Только он успел это сделать, как пошла потеха! С грохотом подпрыгнув, громоздкий ящик сорвался с места и, ударяясь обо все встречные предметы, понесся к люку. Там он застрял; думая, что Боб, не уступавший по мощи шпилю, уцепился за балку и старается перерезать трос, шутники на палубе принялись тянуть изо всех сил. Вдруг сундук взмыл в воздух и, ударившись о мачту, открылся, обрушив на головы честной компании безжалостный град вещей, перечислять которые было бы слишком долго.
Конечно, от шума проснулась вся команда, и когда мы поспешно выскочили на палубу, владелец сундука с ужасом смотрел на свои разлетевшиеся во все стороны пожитки и дрожащей рукой ощупывал шишку, которая вскочила у него на голове.
Глава 12
Смерть и похороны двух членов экипажа
Веселье, царившее порой среди нас, могло показаться странным и неприличным, если вспомнить о состоянии некоторых из наших больных.
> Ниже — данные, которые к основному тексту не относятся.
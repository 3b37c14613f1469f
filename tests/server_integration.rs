//! End-to-end tests for the HTTP server.
//!
//! Each test spawns the server on a free port with a scripted completion
//! client and an in-memory store, then drives it with `reqwest`.

use anyhow::{anyhow, Result};
use async_trait::async_trait;
use reqwest::multipart::{Form, Part};
use serde_json::{json, Value};
use std::sync::{Arc, Mutex};

use mail_insight::completion::CompletionClient;
use mail_insight::config::Config;
use mail_insight::prompt::ChatMessage;
use mail_insight::server::{run_server_with_state, AppState};
use mail_insight::store::memory::InMemoryStore;

const KEY: &str = "test-key";

/// Completion fake: replies with a fixed string and records each request.
struct Scripted {
    reply: Result<String, String>,
    requests: Mutex<Vec<Vec<ChatMessage>>>,
}

impl Scripted {
    fn replying(reply: &str) -> Arc<Self> {
        Arc::new(Self {
            reply: Ok(reply.to_string()),
            requests: Mutex::new(Vec::new()),
        })
    }

    fn failing(msg: &str) -> Arc<Self> {
        Arc::new(Self {
            reply: Err(msg.to_string()),
            requests: Mutex::new(Vec::new()),
        })
    }

    fn last_request(&self) -> Vec<ChatMessage> {
        self.requests.lock().unwrap().last().cloned().unwrap()
    }

    fn calls(&self) -> usize {
        self.requests.lock().unwrap().len()
    }
}

#[async_trait]
impl CompletionClient for Scripted {
    fn model_name(&self) -> &str {
        "scripted"
    }

    async fn complete(&self, messages: &[ChatMessage]) -> Result<String> {
        self.requests.lock().unwrap().push(messages.to_vec());
        self.reply.clone().map_err(|e| anyhow!(e))
    }
}

const ORDERS: &str = r#"{
    "orders": [
        {"id": "o1", "fields": {"status": "open", "total": 12},
         "subcollections": {"items": [
            {"id": "a", "fields": {"kind": "book"}},
            {"id": "b", "fields": {"kind": "pen"}}
         ]}},
        {"id": "o2", "fields": {"status": "open"},
         "subcollections": {"items": [{"id": "c", "fields": {"kind": "pen"}}]}},
        {"id": "o3", "fields": {"status": "closed"}}
    ]
}"#;

fn find_free_port() -> u16 {
    let listener = std::net::TcpListener::bind("127.0.0.1:0").unwrap();
    listener.local_addr().unwrap().port()
}

async fn wait_for_server(port: u16) {
    let client = reqwest::Client::new();
    let url = format!("http://127.0.0.1:{}/health", port);
    for _ in 0..50 {
        tokio::time::sleep(std::time::Duration::from_millis(100)).await;
        if let Ok(resp) = client.get(&url).send().await {
            if resp.status().is_success() {
                return;
            }
        }
    }
    panic!("Server did not become ready within 5 seconds");
}

/// Spawns a server and returns its base URL.
async fn spawn_server(completion: Arc<Scripted>, api_key: Option<&str>) -> String {
    let port = find_free_port();
    let mut cfg = Config::minimal();
    cfg.server.bind = format!("127.0.0.1:{}", port);
    cfg.server.max_upload_bytes = 64 * 1024;

    let store = Arc::new(InMemoryStore::from_fixture_str(ORDERS).unwrap());
    let state = AppState::new(cfg, completion, store, api_key.map(str::to_string));
    tokio::spawn(async move {
        run_server_with_state(state).await.ok();
    });
    wait_for_server(port).await;
    format!("http://127.0.0.1:{}", port)
}

async fn post_process(base: &str, form: Form) -> reqwest::Response {
    reqwest::Client::new()
        .post(format!("{}/process", base))
        .multipart(form)
        .send()
        .await
        .unwrap()
}

fn file(name: &str, bytes: &[u8]) -> Part {
    Part::bytes(bytes.to_vec()).file_name(name.to_string())
}

#[tokio::test]
async fn health_needs_no_key() {
    let base = spawn_server(Scripted::replying("{}"), Some(KEY)).await;
    let resp = reqwest::get(format!("{}/health", base)).await.unwrap();
    assert_eq!(resp.status(), 200);
    let body: Value = resp.json().await.unwrap();
    assert_eq!(body, json!({"status": "ok", "service": "File Processing Service"}));
}

#[tokio::test]
async fn index_lists_endpoints_and_formats() {
    let base = spawn_server(Scripted::replying("{}"), Some(KEY)).await;
    let body: Value = reqwest::get(format!("{}/", base))
        .await
        .unwrap()
        .json()
        .await
        .unwrap();
    let formats: Vec<&str> = body["supported_formats"]
        .as_array()
        .unwrap()
        .iter()
        .map(|f| f.as_str().unwrap())
        .collect();
    assert!(formats.contains(&".pdf"));
    assert!(formats.contains(&".png"));
    assert!(body["endpoints"]["POST /process"].is_string());
}

#[tokio::test]
async fn process_with_no_files() {
    let completion = Scripted::replying(r#"{"m1": {"Urgency": "Low"}, "calendar_add_details": []}"#);
    let base = spawn_server(completion.clone(), Some(KEY)).await;

    let resp = post_process(&base, Form::new().text("mail_id", "m1")).await;
    assert_eq!(resp.status(), 200);
    let body: Value = resp.json().await.unwrap();
    assert_eq!(body["status"], "completed");
    assert_eq!(body["mail_id"], "m1");
    assert_eq!(body["total_attachments"], 0);
    assert_eq!(body["result"]["mail_id"], "m1");
    assert_eq!(body["result"]["status"], "success");
    assert_eq!(body["result"]["extracted_data"]["m1"]["Urgency"], "Low");
    assert!(body["result"].get("error").is_none());

    let messages = completion.last_request();
    assert_eq!(messages.len(), 3);
    assert!(messages[2].text().unwrap().contains("This email has no attachments."));
}

#[tokio::test]
async fn mail_id_defaults_when_absent() {
    let base = spawn_server(Scripted::replying("{}"), Some(KEY)).await;
    let resp = post_process(&base, Form::new()).await;
    assert_eq!(resp.status(), 200);
    let body: Value = resp.json().await.unwrap();
    assert_eq!(body["mail_id"], "mail_001");
    assert_eq!(body["total_attachments"], 0);
}

#[tokio::test]
async fn process_without_body_uses_defaults() {
    let completion = Scripted::replying("{}");
    let base = spawn_server(completion.clone(), Some(KEY)).await;
    let resp = reqwest::Client::new()
        .post(format!("{}/process", base))
        .send()
        .await
        .unwrap();
    assert_eq!(resp.status(), 200);
    let body: Value = resp.json().await.unwrap();
    assert_eq!(body["status"], "completed");
    assert_eq!(body["mail_id"], "mail_001");
    assert_eq!(body["result"]["mail_id"], "mail_001");
    assert_eq!(completion.calls(), 1);
}

#[tokio::test]
async fn upload_over_body_limit_is_413() {
    let completion = Scripted::replying("{}");
    let base = spawn_server(completion.clone(), Some(KEY)).await;

    let big = vec![b'a'; 100 * 1024];
    let form = Form::new()
        .text("mail_id", "m9")
        .part("files", file("big.txt", &big));
    let resp = post_process(&base, form).await;
    assert_eq!(resp.status(), 413);
    let body: Value = resp.json().await.unwrap();
    assert_eq!(body["status"], "error");
    assert!(body["error"].is_string());
    assert_eq!(completion.calls(), 0);
}

#[tokio::test]
async fn bad_files_are_dropped_and_images_sent_separately() {
    let completion = Scripted::replying("{}");
    let base = spawn_server(completion.clone(), Some(KEY)).await;

    let form = Form::new()
        .text("mail_id", "m2")
        .part("files", file("notes.txt", b"meet friday"))
        .part("files", file("virus.exe", b"MZ"))
        .part("files", file("binary.txt", &[0xff, 0xfe, 0x00]))
        .part("files", file("photo.JPG", &[0xff, 0xd8, 0xff]));
    let body: Value = post_process(&base, form).await.json().await.unwrap();
    assert_eq!(body["total_attachments"], 2);

    let messages = completion.last_request();
    assert_eq!(messages.len(), 4, "system, template, summary, one image");
    let summary = messages[2].text().unwrap();
    assert!(summary.contains("Attachment 1: notes.txt"));
    assert!(summary.contains("Content: meet friday"));
    assert!(summary.contains("Attachment 2: photo.JPG"));
    assert!(!summary.contains("virus.exe"));

    let image = serde_json::to_value(&messages[3]).unwrap();
    assert_eq!(image["content"][0]["text"], "Attachment: photo.JPG");
    let url = image["content"][1]["image_url"]["url"].as_str().unwrap();
    assert!(url.starts_with("data:image/jpeg;base64,"));
}

#[tokio::test]
async fn unparseable_reply_is_reported_in_result() {
    let base = spawn_server(Scripted::replying("not json"), Some(KEY)).await;
    let resp = post_process(&base, Form::new().text("mail_id", "m3")).await;
    assert_eq!(resp.status(), 200);
    let body: Value = resp.json().await.unwrap();
    assert_eq!(body["status"], "completed");
    assert_eq!(body["result"]["status"], "error");
    assert_eq!(body["result"]["extracted_data"], json!({}));
    assert!(body["result"]["error"]
        .as_str()
        .unwrap()
        .starts_with("JSON parsing error"));
}

#[tokio::test]
async fn failed_call_is_reported_in_result() {
    let base = spawn_server(Scripted::failing("upstream timed out"), Some(KEY)).await;
    let body: Value = post_process(&base, Form::new().text("mail_id", "m4"))
        .await
        .json()
        .await
        .unwrap();
    assert_eq!(body["result"]["status"], "error");
    assert!(body["result"]["error"]
        .as_str()
        .unwrap()
        .contains("upstream timed out"));
}

#[tokio::test]
async fn collections_need_the_key_process_does_not() {
    let base = spawn_server(Scripted::replying("{}"), Some(KEY)).await;
    let client = reqwest::Client::new();

    let resp = client
        .get(format!("{}/collections/orders/subcollections/items", base))
        .send()
        .await
        .unwrap();
    assert_eq!(resp.status(), 401);
    let body: Value = resp.json().await.unwrap();
    assert_eq!(body, json!({"status": "error", "error": "Invalid API key"}));

    let resp = client
        .post(format!("{}/process", base))
        .multipart(Form::new().text("mail_id", "open"))
        .send()
        .await
        .unwrap();
    assert_eq!(resp.status(), 200);

    let resp = client
        .get(format!("{}/collections/orders/subcollections/items", base))
        .header("X-API-Key", "wrong")
        .send()
        .await
        .unwrap();
    assert_eq!(resp.status(), 401);
}

#[tokio::test]
async fn auth_disabled_lets_requests_through() {
    let base = spawn_server(Scripted::replying("{}"), None).await;
    let resp = reqwest::Client::new()
        .get(format!("{}/collections/orders/subcollections/items", base))
        .send()
        .await
        .unwrap();
    assert_eq!(resp.status(), 200);
}

#[tokio::test]
async fn collection_join_with_filters() {
    let base = spawn_server(Scripted::replying("{}"), Some(KEY)).await;
    let client = reqwest::Client::new();

    let resp = client
        .get(format!(
            "{}/collections/orders/subcollections/items?collection_status=open&subcollection_kind=book",
            base
        ))
        .header("X-API-Key", KEY)
        .send()
        .await
        .unwrap();
    assert_eq!(resp.status(), 200);
    let body: Value = resp.json().await.unwrap();
    assert_eq!(body["status"], "success");
    assert_eq!(
        body["data"],
        json!([{"id": "o1", "status": "open", "total": 12, "items": [{"id": "a", "kind": "book"}]}])
    );

    let body: Value = client
        .get(format!("{}/collections/orders/subcollections/items", base))
        .header("X-API-Key", KEY)
        .send()
        .await
        .unwrap()
        .json()
        .await
        .unwrap();
    let ids: Vec<&str> = body["data"]
        .as_array()
        .unwrap()
        .iter()
        .map(|r| r["id"].as_str().unwrap())
        .collect();
    assert_eq!(ids, vec!["o1", "o2", "o3"]);
    assert_eq!(body["data"][2]["items"], json!([]));
}
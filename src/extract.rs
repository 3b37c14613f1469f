//! Plain-text extraction for binary document attachments.
//!
//! Only used when `attachments.extract_documents` is enabled and a `.pdf` or
//! `.docx` upload is not valid UTF-8.

use std::io::Read;

/// Maximum decompressed bytes read from `word/document.xml` (zip-bomb guard).
const MAX_XML_ENTRY_BYTES: u64 = 50 * 1024 * 1024;

#[derive(Debug)]
pub enum ExtractError {
    Unsupported(String),
    Pdf(String),
    Docx(String),
}

impl std::fmt::Display for ExtractError {
    fn fmt(&self, f: &mut std::fmt::Formatter<'_>) -> std::fmt::Result {
        match self {
            ExtractError::Unsupported(name) => write!(f, "no text extractor for: {}", name),
            ExtractError::Pdf(e) => write!(f, "PDF extraction failed: {}", e),
            ExtractError::Docx(e) => write!(f, "DOCX extraction failed: {}", e),
        }
    }
}

impl std::error::Error for ExtractError {}

/// True if [`extract_text`] has an extractor for this filename.
pub fn can_extract(filename: &str) -> bool {
    let lower = filename.to_ascii_lowercase();
    lower.ends_with(".pdf") || lower.ends_with(".docx")
}

/// Extracts text from a PDF or DOCX payload, chosen by filename extension.
pub fn extract_text(filename: &str, bytes: &[u8]) -> Result<String, ExtractError> {
    let lower = filename.to_ascii_lowercase();
    if lower.ends_with(".pdf") {
        pdf_extract::extract_text_from_mem(bytes).map_err(|e| ExtractError::Pdf(e.to_string()))
    } else if lower.ends_with(".docx") {
        extract_docx(bytes)
    } else {
        Err(ExtractError::Unsupported(filename.to_string()))
    }
}

fn extract_docx(bytes: &[u8]) -> Result<String, ExtractError> {
    let mut archive = zip::ZipArchive::new(std::io::Cursor::new(bytes))
        .map_err(|e| ExtractError::Docx(e.to_string()))?;
    let entry = archive
        .by_name("word/document.xml")
        .map_err(|_| ExtractError::Docx("word/document.xml not found".to_string()))?;
    let mut xml = Vec::new();
    entry
        .take(MAX_XML_ENTRY_BYTES)
        .read_to_end(&mut xml)
        .map_err(|e| ExtractError::Docx(e.to_string()))?;
    if xml.len() as u64 >= MAX_XML_ENTRY_BYTES {
        return Err(ExtractError::Docx(
            "word/document.xml exceeds size limit".to_string(),
        ));
    }
    paragraphs_from_document_xml(&xml)
}

/// Collects `<w:t>` runs, one output line per `<w:p>` paragraph.
fn paragraphs_from_document_xml(xml: &[u8]) -> Result<String, ExtractError> {
    use quick_xml::events::Event;

    let mut out = String::new();
    let mut reader = quick_xml::Reader::from_reader(xml);
    let mut buf = Vec::new();
    let mut in_text = false;
    loop {
        match reader.read_event_into(&mut buf) {
            Ok(Event::Start(e)) if e.local_name().as_ref() == b"t" => in_text = true,
            Ok(Event::Text(te)) if in_text => {
                let text = te
                    .unescape()
                    .map_err(|e| ExtractError::Docx(e.to_string()))?;
                out.push_str(&text);
            }
            Ok(Event::End(e)) => match e.local_name().as_ref() {
                b"t" => in_text = false,
                b"p" => out.push('\n'),
                _ => {}
            },
            Ok(Event::Eof) => break,
            Err(e) => return Err(ExtractError::Docx(e.to_string())),
            _ => {}
        }
        buf.clear();
    }
    Ok(out.trim_end().to_string())
}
Так по крайней мере считал я, но не другие.
Примерно в это время произошло, однако, событие, убравшее у нас с глаз долой самых тяжких страдальцев, так что в дальнейшем поведение команды уже не так оскорбляло мои чувства.
Мы находились в море дней двадцать, когда двое больных, которым становилось все хуже, умерли ночью в течение какого-нибудь часа.
Один из них занимал соседнюю койку справа от меня и последние несколько дней с нее не поднимался. Все это время он часто бредил, садясь и озираясь вокруг, а подчас дико размахивая руками.